Son prénom ambigu va avoir pour conséquence que la jeune adolescente n’est pas demandée par sa famille d’accueil en échange à Londres. On attendait un Lawrence, un garçon.
Devenir fille, elle nous montre comment elle s’y est prise, pas sans son fantasme, dont elle découvrira une nuit l’effet qu’il a sur son corps, mais pas sans les livres non plus, sans lesquels elle n’aurait pas compris ce qu’est l’amour. Devenir mère, pour Laurence, c’est une autre affaire, puisque la naissance se conjugue avec la mort ; lorsqu’elle perd son premier né[1], elle se réjouit qu’il soit un garçon. Elle comprend alors que la malchance, c’est d’être une fille[2]. Son bébé mort, elle devient vieille, ne croit plus en l’immortalité.
Et puis elle attend une fille. Saura-t-elle l’aimer, elle qui ne savait pas si sa mère l’avait aimée. « De quelle vie puis-je être la femme ? me demandais-je. Je me sentais bonne à rien, fille de peu. J’avais tout raté. »[3] Quand Alice naît, elle préfère rester entre filles… et n’a pas de lait. Sa mère lui explique que « les bébés s’habituent vite à tout obtenir par la plainte, surtout les filles. » Elle n’obéit plus, ou plus aimablement, elle écrit : « Je n’écoute pas les conseils de ma mère. [4]» À sa fille qui dit « mamama », elle répond. Sa fille l’a faite mère. « La chose naît avec le mot ». Elle découvre enfin que l’amour, c’est être là.

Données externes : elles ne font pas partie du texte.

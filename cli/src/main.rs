//! Command-line harness for the filmscan driver.
//!
//! Small wrapper over the adapter surface: enumerate scanners, show holder
//! and lamp state, acquire a frame into a raw RGB file, or park the
//! mechanics. Set `RUST_LOG=filmscan_core=debug` to watch the wire.

use std::fs;
use std::process::ExitCode;

use anyhow::{Context, Result, bail};
use tracing_subscriber::EnvFilter;

use filmscan_core::adapter::{OPT_FRAME_NEGATIVE, OPT_FRAME_SLIDE, OptionValue, ScannerBackend};
use filmscan_core::{ScanConfig, Session, UsbDevice};

fn main() -> ExitCode {
    tracing_subscriber::fmt()
        .with_env_filter(EnvFilter::from_default_env())
        .with_writer(std::io::stderr)
        .init();

    let args: Vec<String> = std::env::args().skip(1).collect();
    let result = match args.first().map(String::as_str) {
        Some("list") => cmd_list(),
        Some("status") => cmd_status(args.iter().any(|arg| arg == "--json")),
        Some("scan") => cmd_scan(&args[1..]),
        Some("park") => cmd_park(),
        _ => {
            usage();
            return ExitCode::from(2);
        }
    };

    match result {
        Ok(()) => ExitCode::SUCCESS,
        Err(err) => {
            eprintln!("filmscan: {err:#}");
            ExitCode::FAILURE
        }
    }
}

fn usage() {
    eprintln!(
        "usage: filmscan <command>\n\
         \n\
         commands:\n\
         \x20 list                      list attached scanners\n\
         \x20 status [--json]           show holder, lamp and device state\n\
         \x20 scan <frame> [options]    acquire one frame\n\
         \x20 park                      home the mechanics and switch the lamp off\n\
         \n\
         scan options:\n\
         \x20 --slide                   frame is on the slide tray (default: negative strip)\n\
         \x20 --auto                    run the auto-exposure pre-pass\n\
         \x20 --output <path>           raw RGB output file (default: frame.raw)"
    );
}

fn open_backend() -> Result<ScannerBackend<UsbDevice>> {
    let config = ScanConfig::load_default().context("loading configuration")?;
    let device = UsbDevice::open_named(None).context("opening scanner")?;
    let session =
        Session::open_with_params(device, config.to_params()).context("initialising scanner")?;
    Ok(ScannerBackend::from_session(session))
}

fn cmd_list() -> Result<()> {
    let devices = filmscan_core::list_devices()?;
    if devices.is_empty() {
        println!("no scanners found");
        return Ok(());
    }
    for device in devices {
        println!(
            "{}  {:04x}:{:04x}  {}",
            device.name, device.vendor_id, device.product_id, device.product
        );
    }
    Ok(())
}

fn cmd_status(json: bool) -> Result<()> {
    let mut backend = open_backend()?;

    let lamp_secs = backend.session_mut().lamp_test()?;
    let film = backend.session_mut().refresh_film_status()?;
    let holder = match film.holder_type() {
        1 => "negative strip",
        2 => "slide tray",
        _ => "none",
    };
    let frames = film.frame_count();
    let position = film.holder_position();
    let product = backend.session().product().to_string();

    if json {
        let status = serde_json::json!({
            "product": product,
            "holder": holder,
            "frames": frames,
            "holder_position": position,
            "lamp_on_seconds": lamp_secs,
        });
        println!("{}", serde_json::to_string_pretty(&status)?);
    } else {
        println!("product:  {product}");
        println!("holder:   {holder} ({frames} frames, position {position})");
        match lamp_secs {
            Some(secs) => println!("lamp:     on for {secs}s"),
            None => println!("lamp:     off"),
        }
    }

    backend.close()?;
    Ok(())
}

fn cmd_scan(args: &[String]) -> Result<()> {
    let mut frame: Option<i32> = None;
    let mut slide = false;
    let mut auto_exposure = false;
    let mut output = String::from("frame.raw");

    let mut iter = args.iter();
    while let Some(arg) = iter.next() {
        match arg.as_str() {
            "--slide" => slide = true,
            "--auto" => auto_exposure = true,
            "--output" => {
                output = iter
                    .next()
                    .context("--output needs a path")?
                    .clone();
            }
            other => {
                if frame.is_some() {
                    bail!("unexpected argument '{other}'");
                }
                frame = Some(other.parse().with_context(|| format!("bad frame '{other}'"))?);
            }
        }
    }
    let frame = frame.context("scan needs a frame number")?;

    let mut backend = open_backend()?;
    backend.session_mut().set_feedback(Box::new(|message| {
        eprintln!("[scan] {message}");
    }));
    backend.set_auto_exposure(auto_exposure);

    let option = if slide { OPT_FRAME_SLIDE } else { OPT_FRAME_NEGATIVE };
    backend.set_option(option, OptionValue::Int(frame))?;

    backend.start().context("scanning")?;

    let params = backend.get_parameters();
    eprintln!(
        "frame: {} x {} pixels, {} bits per sample",
        params.pixels_per_line, params.lines, params.depth
    );

    let mut image = Vec::new();
    let mut chunk = vec![0u8; 65536];
    loop {
        let n = backend.read(&mut chunk)?;
        if n == 0 {
            break;
        }
        image.extend_from_slice(&chunk[..n]);
    }
    fs::write(&output, &image).with_context(|| format!("writing {output}"))?;
    println!("wrote {} bytes to {output}", image.len());

    backend.close()?;
    Ok(())
}

fn cmd_park() -> Result<()> {
    let mut backend = open_backend()?;
    backend.session_mut().lamp_off(0)?;
    backend.session_mut().home()?;
    backend.close()?;
    println!("scanner parked");
    Ok(())
}
//! Common types used throughout the driver core.

use thiserror::Error;

use crate::scsi::sense_key;

/// Result alias for driver operations
pub type Result<T> = std::result::Result<T, ScannerError>;

/// Errors that can occur while driving the scanner
#[derive(Debug, Error)]
pub enum ScannerError {
    #[error("USB error: {0}")]
    Usb(#[from] rusb::Error),

    #[error("short transfer: expected {expected} bytes, got {got}")]
    ShortTransfer { expected: usize, got: usize },

    #[error("status phase echoed command {got:#04x}, expected {expected:#04x}")]
    StatusMismatch { expected: u8, got: u8 },

    #[error("check condition: key {key:#04x} asc {asc:#04x} ascq {ascq:#04x}")]
    Sense {
        key: u8,
        asc: u8,
        ascq: u8,
        raw: [u8; 14],
    },

    #[error("protocol error: {0}")]
    Protocol(String),

    #[error("no film holder loaded")]
    NoFilmHolder,

    #[error("device busy")]
    DeviceBusy,

    #[error("operation cancelled")]
    Cancelled,

    #[error("scan buffer allocation failed")]
    OutOfMemory,

    #[error("scanner not found")]
    DeviceNotFound,

    #[error("invalid parameter: {0}")]
    InvalidParameter(String),
}

impl ScannerError {
    /// True when the caller may retry the operation after a short delay.
    ///
    /// Covers an explicit busy status and any check condition whose sense
    /// key reports the unit as not ready.
    pub fn is_retryable(&self) -> bool {
        match self {
            ScannerError::DeviceBusy => true,
            ScannerError::Sense { key, .. } => *key == sense_key::NOT_READY,
            _ => false,
        }
    }
}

Mais Alice parle, elle ne veut pas la robe, elle veut le costume de cowboy. Alors sa mère devient sa femme[5]. Et lorsqu’on la félicite pour son fils, elle se tait. Du reste, elle décide de se nommer Bricolage. Elle rencontre un pédopsychiatre, un gaucher, qui lui explique la grammaire de sa fille qui a sa propre logique. Lorsqu’elle dit « J’es un garçon» , «elle a raison, elle suit un garçon.»[6] Sensible à lalangue[7] d’Alice, il entend qu’elle est en vie quand elle dit : « J’es en vie. » Laurence devient alors elle aussi sensible aux dires de sa fille, et peut enfin laisser tomber les règles. Elle peut alors dire qu’elle a eu deux enfants, un garçon et une fille.
Son fils est mort, sa fille est vivante : mais, en l’absence du père, c’est elle qui doit lui apprendre à se défendre contre le désir des hommes. Ainsi, lorsqu’elle croise le regard d’un SDF en rut sur sa fille, elle explique à sa fille ce que son père le lui avait expliqué autrefois, comment se défendre, et qu’il faut se méfier. Pourtant, devenir femme, ça ne s’apprend pas, en tout cas pas avec sa mère : quand Alice, la Fille, se coupe les cheveux, et puis qu’elle a ses « bidules »[8] c’est encore à Laurence, la mère, qu’on reproche de ne pas lui avoir appris la féminité.Enfin, un soir, Alice annonce à sa mère qu’elle ne va pas passer la nuit chez elle, mais chez… une fille. Au cours de la conversation qui s’installe, enfin, Alice apprend à sa mère qu’«une fille, c’est merveilleux »[9] !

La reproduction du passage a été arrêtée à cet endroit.